Avec ce virus, avec le confinement, avec la fermeture des frontières et la peur d’être contaminé ou contaminant, Émilie Frèche avait voulu croire qu’être juif n’aurait plus d’importance. C’était sans compter sur la désastreuse imagination de l’antisémitisme.

© Joseph Dadoune, REX 2019, Acrylique sur toile. 35 x 27 cm – Collection : DW, Paris
Photo : Aurélien Mole – www.josephdadoune.net

Après la sidération, l’angoisse, le nombre de morts, les inconnus à dix chiffres, la fin de l’école, les trente-six repas par jour à la maison, la fermeture des cinémas, des piscines, des jardins, des restaurants et la suspension de nos projets pour une durée illimitée, il m’est apparu que le Covid-19 pourrait avoir au moins un avantage: éradiquer l’antisémitisme. Ce sale virus n’avait pas réussi là où nous avions tous échoué, faire comprendre aux plus haineux qu’au bout du compte, nous sommes tous égaux face à la mort, (il ne faut quand même pas rêver), mais il était parvenu au petit exploit de reléguer notre part juive au dernier rang de nos identités multiples. Et ô, magie, cela valait pour l’ensemble des minorités. En effet, tout à coup, nous n’étions plus d’abord juif, musulman, catholique, Noir, homosexuel ou que sais-je encore, mais seulement vieux ou jeune, fragile ou bien portant. La pandémie avait renversé la table. En un temps record, elle avait instauré d’autres clivages, de nouveaux rapports de force.
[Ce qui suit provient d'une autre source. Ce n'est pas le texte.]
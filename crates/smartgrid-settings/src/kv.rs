//! Client-local key-value storage
//!
//! The SQLite store keeps a single `settings` table of JSON strings. The
//! memory store is used in tests and as a last-resort fallback when no data
//! directory is available.

use anyhow::{Context, Result};
use chrono::Utc;
use parking_lot::Mutex;
use rusqlite::{Connection, OptionalExtension, params};
use std::collections::HashMap;
use std::path::{Path, PathBuf};

/// Synchronous string key-value store
pub trait KeyValueStore: Send + Sync {
    fn get(&self, key: &str) -> Result<Option<String>>;
    fn set(&self, key: &str, value: &str) -> Result<()>;
    /// Returns true if a value was removed
    fn remove(&self, key: &str) -> Result<bool>;
}

/// Key-value store backed by a SQLite database
pub struct SqliteKeyValueStore {
    db_path: PathBuf,
    conn: Mutex<Connection>,
}

impl SqliteKeyValueStore {
    /// Open or create storage at the given path
    pub fn open(path: impl Into<PathBuf>) -> Result<Self> {
        let db_path = path.into();
        if let Some(parent) = db_path.parent() {
            std::fs::create_dir_all(parent)
                .with_context(|| format!("Failed to create directory: {:?}", parent))?;
        }
        let conn = Connection::open(&db_path)
            .with_context(|| format!("Failed to open database at {:?}", db_path))?;
        Self::with_connection(db_path, conn)
    }

    /// Create an in-memory storage for testing
    pub fn in_memory() -> Result<Self> {
        let conn =
            Connection::open_in_memory().with_context(|| "Failed to create in-memory database")?;
        Self::with_connection(PathBuf::from(":memory:"), conn)
    }

    fn with_connection(db_path: PathBuf, conn: Connection) -> Result<Self> {
        conn.execute(
            "CREATE TABLE IF NOT EXISTS settings (
                key TEXT PRIMARY KEY,
                value TEXT NOT NULL,
                updated_at TEXT NOT NULL
            )",
            [],
        )
        .context("Failed to initialize settings table")?;
        Ok(Self {
            db_path,
            conn: Mutex::new(conn),
        })
    }

    pub fn path(&self) -> &Path {
        &self.db_path
    }
}

impl KeyValueStore for SqliteKeyValueStore {
    fn get(&self, key: &str) -> Result<Option<String>> {
        let conn = self.conn.lock();
        conn.query_row(
            "SELECT value FROM settings WHERE key = ?1",
            params![key],
            |row| row.get(0),
        )
        .optional()
        .with_context(|| format!("Failed to read setting '{}'", key))
    }

    fn set(&self, key: &str, value: &str) -> Result<()> {
        let conn = self.conn.lock();
        conn.execute(
            "INSERT OR REPLACE INTO settings (key, value, updated_at) VALUES (?1, ?2, ?3)",
            params![key, value, Utc::now().to_rfc3339()],
        )
        .with_context(|| format!("Failed to write setting '{}'", key))?;
        Ok(())
    }

    fn remove(&self, key: &str) -> Result<bool> {
        let conn = self.conn.lock();
        let rows = conn
            .execute("DELETE FROM settings WHERE key = ?1", params![key])
            .with_context(|| format!("Failed to delete setting '{}'", key))?;
        Ok(rows > 0)
    }
}

/// Volatile key-value store
#[derive(Default)]
pub struct MemoryKeyValueStore {
    entries: Mutex<HashMap<String, String>>,
}

impl MemoryKeyValueStore {
    pub fn new() -> Self {
        Self::default()
    }

    pub fn len(&self) -> usize {
        self.entries.lock().len()
    }

    pub fn is_empty(&self) -> bool {
        self.entries.lock().is_empty()
    }
}

impl KeyValueStore for MemoryKeyValueStore {
    fn get(&self, key: &str) -> Result<Option<String>> {
        Ok(self.entries.lock().get(key).cloned())
    }

    fn set(&self, key: &str, value: &str) -> Result<()> {
        self.entries
            .lock()
            .insert(key.to_string(), value.to_string());
        Ok(())
    }

    fn remove(&self, key: &str) -> Result<bool> {
        Ok(self.entries.lock().remove(key).is_some())
    }
}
La montée du communautarisme que nous dénoncions depuis vingt ans s’était désagrégée, il n’y avait plus ni concurrence victimaire, ni concurrence des mémoires, et ce bel universalisme que nous avions tant appelé de nos vœux à coups d’articles, de colloques et de rencontres en ZEP allait enfin pouvoir triompher – le bonheur!